FARGO, N.D. (AP) — Abortion rights activists on Wednesday filed the first of what they expect will be several legal challenges to laws recently approved in North Dakota that would make that state the most restrictive in the country for women to terminate their pregnancies.
The state's lone abortion clinic, backed by the New York-based Center for Reproductive Rights, said it filed a lawsuit in state court that challenges a law that requires doctors who perform abortions to obtain hospital-admitting privileges.
Officials with the Red River Women's Clinic in downtown Fargo, where protesters hold weekly vigils on Wednesday when abortions are typically performed, argue the law could effectively make abortion illegal in North Dakota.
The measure was one of four Gov. Jack Dalrymple signed into law this past session that could spearhead a campaign to overturn the U.S. Supreme Court's 1973 Roe v. Wade ruling that made abortion legal in most cases. Opponents have promised a long and costly legal battle.
North Dakota Attorney General Stenehjem said Wednesday afternoon he had not read the complaint but added that his office has been gearing up for the legal fight and would "zealously advocate" for the state in response to the lawsuit.
"This is a significant case, but we have lawyers in our office who handle controversial and complicated cases all the time," he said. "... We will zealously advocate as lawyers are required to do for our client."
Jeff Zent, spokesman for Dalrymple, said the governor could not comment because it's an open case. Dalrymple had said in a statement after the bill signing in March that it would likely face a court challenge.
"Nevertheless, it is a legitimate and new question for the courts regarding a precise restriction on doctors who perform abortions," the governor said.
The law being challenge is scheduled to take effect Aug. 1. Officials with the Center for Reproductive Rights said they plan to file lawsuits "soon" against two other abortion bills — including one that bans abortions when a fetal heartbeat is detected, which could be as early as six weeks into a pregnancy and before some women even know they're pregnant .
The sponsor of the admitting privileges bill, Republican Sen. Spencer Berry, said during the session that the law is needed to protect the health and safety of women who are having abortions.
Nancy Northup, president and CEO of the Center for Reproductive Rights, said the opposite is true.
"With their relentless campaign to end safe and legal abortion in North Dakota, lawmakers have effectively told the women of their state, 'We don't care about your health, we don't care about your safety, and we sure don't care about your constitutional and human rights,'" Northrup said Wednesday in a statement.
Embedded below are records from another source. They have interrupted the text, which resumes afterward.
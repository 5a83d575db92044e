pub mod access_log;
pub mod metrics;
pub mod users;

use access_log::AccessLog;
use metrics::Metrics;
use std::sync::{atomic::AtomicUsize, Arc};
use users::UserTable;

/// State shared between every SOCKS5 and management session task: the user
/// table, connection/byte counters, the bounded access log ring and the
/// runtime-tunable copy chunk cap (`SET_BUFFER`).
pub struct SharedState {
    pub users: UserTable,
    pub metrics: Arc<Metrics>,
    pub access_log: AccessLog,
    pub copy_chunk_cap: Arc<AtomicUsize>,
}

impl SharedState {
    pub fn new(default_chunk_cap: usize) -> Arc<SharedState> {
        Arc::new(SharedState {
            users: UserTable::new(),
            metrics: Arc::new(Metrics::new()),
            access_log: AccessLog::new(),
            copy_chunk_cap: Arc::new(AtomicUsize::new(default_chunk_cap)),
        })
    }
}
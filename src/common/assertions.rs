macro_rules! assert_lurk_err {
    ($expected:expr, $result:expr) => {
        assert_eq!($expected, $result.downcast::<LurkError>().expect("Lurk error type expected"))
    };
}

macro_rules! bail_unless_lurk_err {
    ($expected_lurk_err:expr, $actual:expr) => {
        match $actual {
            Err(err) => assert_lurk_err!($expected_lurk_err, err),
            Ok(ok) => panic!("Should fail with error {:}, instead returned {:#?}", $expected_lurk_err, ok),
        }
    };
}

pub(crate) use assert_lurk_err;
pub(crate) use bail_unless_lurk_err;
Officials with Dakotas-based Sanford Health say any doctor can apply for hospital credentials. Once an application has been submitted, several items are reviewed, including background checks on previous employment or medical school references, and malpractice information. The information then travels up the chain to three committees, ending with the hospital's board of directors.
Opponents of the measure say it's impossible for abortion doctors in North Dakota to meet the minimum number of hospital visits required for because the procedure is safe and women rarely need further care.
A nearly identical measure in Mississippi was signed into law last year and has been temporarily blocked by a federal judge after the Center for Reproductive Rights challenged the law on behalf of that state's only abortion clinic. That lawsuit claims the requirement "effectively gives local hospitals veto power" over the clinic's ability to keep its license and stay in business.
The Red River women's clinic performs about 1,200 abortions a year. Outside of Fargo, the nearest abortion clinics are four hours south in Sioux Falls, S.D., and four hours southeast in Minneapolis.
Autumn Katz, staff attorney for the Center for Reproductive Rights, last month argued successfully to shoot down a 2011 North Dakota law that sought to limit the use of drugs to terminate pregnancies. She said after that trial she was prepared to take on the 2013 laws.
"My thoughts on that are that it's unfortunate that the Legislature seems to be treating women in North Dakota as second-class citizens and feels the need to deprive them of the rights that women in other states have," Katz said. "As the judge said, these rights are fundamental rights, and they shouldn't have to keep going back to court to make sure those rights are protected."